INPUT DATA START

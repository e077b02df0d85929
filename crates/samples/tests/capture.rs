#![cfg(feature = "gpu-tests")]

use harness::{headless, Context, Example, HarnessConfig, RenderTarget};
use samples::{BasicStencil, ComputeUniforms};
use image::RgbaImage;

const WIDTH: u32 = 640;
const HEIGHT: u32 = 480;

fn config() -> HarnessConfig {
    HarnessConfig {
        window_size: (WIDTH, HEIGHT),
        base_path: samples::content_dir(),
        ..HarnessConfig::default()
    }
}

fn adapter_available(name: &str) -> bool {
    let available = headless::adapter_available();
    if !available {
        eprintln!("skipping {name}: no GPU adapter available");
    }
    available
}

fn offscreen_context(name: &'static str) -> Context {
    Context::new(
        name,
        RenderTarget::Offscreen {
            width: WIDTH,
            height: HEIGHT,
        },
        &config(),
    )
}

fn capture(name: &str, frames: u32) -> Option<RgbaImage> {
    if !adapter_available(name) {
        return None;
    }
    let registry = samples::registry().unwrap();
    let entry = registry.get(registry.position(name).unwrap());
    Some(headless::capture(entry, &config(), frames).unwrap())
}

/// Pixel covering normalized device coordinates `(x, y)`.
fn pixel_at_ndc(image: &RgbaImage, x: f32, y: f32) -> [u8; 4] {
    let px = ((x + 1.0) * 0.5 * image.width() as f32) as u32;
    let py = ((1.0 - y) * 0.5 * image.height() as f32) as u32;
    image
        .get_pixel(px.min(image.width() - 1), py.min(image.height() - 1))
        .0
}

fn assert_stencil_hole(image: &RgbaImage) {
    let (width, _) = image.dimensions();
    let masked = pixel_at_ndc(image, 0.0, -0.1);
    assert_eq!(masked, [0, 0, 0, 255], "masked area must stay black");

    let ring = pixel_at_ndc(image, 0.0, -0.75);
    assert_eq!(ring[3], 255);
    assert!(
        ring[..3].iter().any(|channel| *channel > 32),
        "area between triangles should be colored: {ring:?}"
    );

    assert_eq!(image.get_pixel(0, 0).0, [0, 0, 0, 255]);
    assert_eq!(image.get_pixel(width - 1, 0).0, [0, 0, 0, 255]);
}

fn assert_gradient(image: &RgbaImage, time: f32, points: &[(u32, u32)]) {
    let (width, height) = image.dimensions();
    for &(x, y) in points {
        let expected = samples::compute_uniforms::gradient_color(x, y, width, height, time);
        let actual = image.get_pixel(x, y).0;
        for channel in 0..3 {
            let want = (expected[channel] * 255.0).round();
            let got = f32::from(actual[channel]);
            assert!(
                (want - got).abs() <= 3.0,
                "pixel ({x}, {y}) channel {channel}: expected {want}, got {got}"
            );
        }
        assert_eq!(actual[3], 255);
    }
}

#[test]
fn basic_stencil_cuts_hole_into_rgb_triangle() {
    let Some(image) = capture("BasicStencil", 1) else {
        return;
    };
    assert_eq!(image.dimensions(), (WIDTH, HEIGHT));
    assert_stencil_hole(&image);
}

#[test]
fn compute_uniforms_matches_gradient_formula() {
    let Some(image) = capture("ComputeUniforms", 1) else {
        return;
    };
    let time = samples::compute_uniforms::TIME_STEP;
    assert_gradient(&image, time, &[(0, 0), (320, 240), (639, 0), (17, 401)]);
}

#[test]
fn basic_stencil_follows_target_resize() {
    if !adapter_available("BasicStencil") {
        return;
    }
    let mut example = BasicStencil::new();
    let mut context = offscreen_context("BasicStencil");
    example.init(&mut context).unwrap();
    example.draw(&mut context).unwrap();

    context.resize(320, 200).unwrap();
    example.draw(&mut context).unwrap();
    let image = context.gpu().unwrap().read_target().unwrap();
    example.quit(&mut context);

    assert_eq!(image.dimensions(), (320, 200));
    assert_stencil_hole(&image);
}

#[test]
fn compute_uniforms_follows_target_resize() {
    if !adapter_available("ComputeUniforms") {
        return;
    }
    let mut example = ComputeUniforms::new();
    let mut context = offscreen_context("ComputeUniforms");
    example.init(&mut context).unwrap();
    example.update(&mut context).unwrap();
    example.draw(&mut context).unwrap();

    context.resize(100, 60).unwrap();
    example.update(&mut context).unwrap();
    example.draw(&mut context).unwrap();
    let image = context.gpu().unwrap().read_target().unwrap();
    let time = example.time();
    example.quit(&mut context);

    assert_eq!(image.dimensions(), (100, 60));
    assert_gradient(&image, time, &[(0, 0), (50, 30), (99, 0), (99, 59), (7, 41)]);
}
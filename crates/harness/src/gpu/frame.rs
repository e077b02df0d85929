use anyhow::{anyhow, Context, Result};
use image::RgbaImage;
use winit::dpi::PhysicalSize;

/// A texture acquired for a single draw.
///
/// Surface frames are presented by [`super::GpuContext::submit`]; offscreen
/// frames simply alias the persistent offscreen texture.
pub struct Frame {
    pub view: wgpu::TextureView,
    pub width: u32,
    pub height: u32,
    pub format: wgpu::TextureFormat,
    surface_texture: Option<wgpu::SurfaceTexture>,
}

impl Frame {
    pub(crate) fn from_surface(texture: wgpu::SurfaceTexture, format: wgpu::TextureFormat) -> Self {
        let view = texture
            .texture
            .create_view(&wgpu::TextureViewDescriptor::default());
        Self {
            view,
            width: texture.texture.width(),
            height: texture.texture.height(),
            format,
            surface_texture: Some(texture),
        }
    }

    pub(crate) fn present(self) {
        if let Some(texture) = self.surface_texture {
            texture.present();
        }
    }
}

/// Render target used when no window is available.
pub(crate) struct OffscreenTarget {
    pub texture: wgpu::Texture,
    pub size: PhysicalSize<u32>,
    pub format: wgpu::TextureFormat,
}

impl OffscreenTarget {
    pub(crate) fn new(
        device: &wgpu::Device,
        size: PhysicalSize<u32>,
        format: wgpu::TextureFormat,
    ) -> Self {
        let texture = device.create_texture(&wgpu::TextureDescriptor {
            label: Some("offscreen target"),
            size: wgpu::Extent3d {
                width: size.width,
                height: size.height,
                depth_or_array_layers: 1,
            },
            mip_level_count: 1,
            sample_count: 1,
            dimension: wgpu::TextureDimension::D2,
            format,
            usage: wgpu::TextureUsages::RENDER_ATTACHMENT | wgpu::TextureUsages::COPY_SRC,
            view_formats: &[],
        });
        Self {
            texture,
            size,
            format,
        }
    }

    pub(crate) fn frame(&self) -> Frame {
        Frame {
            view: self
                .texture
                .create_view(&wgpu::TextureViewDescriptor::default()),
            width: self.size.width,
            height: self.size.height,
            format: self.format,
            surface_texture: None,
        }
    }

    pub(crate) fn read(&self, device: &wgpu::Device, queue: &wgpu::Queue) -> Result<RgbaImage> {
        let width = self.size.width;
        let height = self.size.height;
        let unpadded_bytes_per_row = width * 4;
        let padded_bytes_per_row = padded_row_bytes(width);

        let buffer = device.create_buffer(&wgpu::BufferDescriptor {
            label: Some("offscreen readback"),
            size: u64::from(padded_bytes_per_row) * u64::from(height),
            usage: wgpu::BufferUsages::MAP_READ | wgpu::BufferUsages::COPY_DST,
            mapped_at_creation: false,
        });

        let mut encoder = device.create_command_encoder(&wgpu::CommandEncoderDescriptor {
            label: Some("readback encoder"),
        });
        encoder.copy_texture_to_buffer(
            wgpu::TexelCopyTextureInfo {
                texture: &self.texture,
                mip_level: 0,
                origin: wgpu::Origin3d::ZERO,
                aspect: wgpu::TextureAspect::All,
            },
            wgpu::TexelCopyBufferInfo {
                buffer: &buffer,
                layout: wgpu::TexelCopyBufferLayout {
                    offset: 0,
                    bytes_per_row: Some(padded_bytes_per_row),
                    rows_per_image: Some(height),
                },
            },
            wgpu::Extent3d {
                width,
                height,
                depth_or_array_layers: 1,
            },
        );
        queue.submit(std::iter::once(encoder.finish()));

        let slice = buffer.slice(..);
        let (tx, rx) = std::sync::mpsc::channel();
        slice.map_async(wgpu::MapMode::Read, move |result| {
            let _ = tx.send(result);
        });
        device
            .poll(wgpu::PollType::Wait)
            .map_err(|err| anyhow!("failed to wait for GPU readback: {err}"))?;
        rx.recv()
            .context("readback callback was dropped")?
            .context("failed to map readback buffer")?;

        let data = slice.get_mapped_range();
        let pixels = strip_row_padding(
            &data,
            unpadded_bytes_per_row as usize,
            padded_bytes_per_row as usize,
        );
        drop(data);
        buffer.unmap();

        RgbaImage::from_raw(width, height, pixels)
            .ok_or_else(|| anyhow!("readback size does not match {width}x{height}"))
    }
}

fn padded_row_bytes(width: u32) -> u32 {
    let align = wgpu::COPY_BYTES_PER_ROW_ALIGNMENT;
    (width * 4).div_ceil(align) * align
}

fn strip_row_padding(data: &[u8], unpadded: usize, padded: usize) -> Vec<u8> {
    let rows = data.len() / padded;
    let mut pixels = Vec::with_capacity(unpadded * rows);
    for row in data.chunks_exact(padded) {
        pixels.extend_from_slice(&row[..unpadded]);
    }
    pixels
}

INPUT DATA END

Pull out every line holding "OffscreenTarget" from the records above, and copy it.

pub(crate) struct OffscreenTarget {
impl OffscreenTarget {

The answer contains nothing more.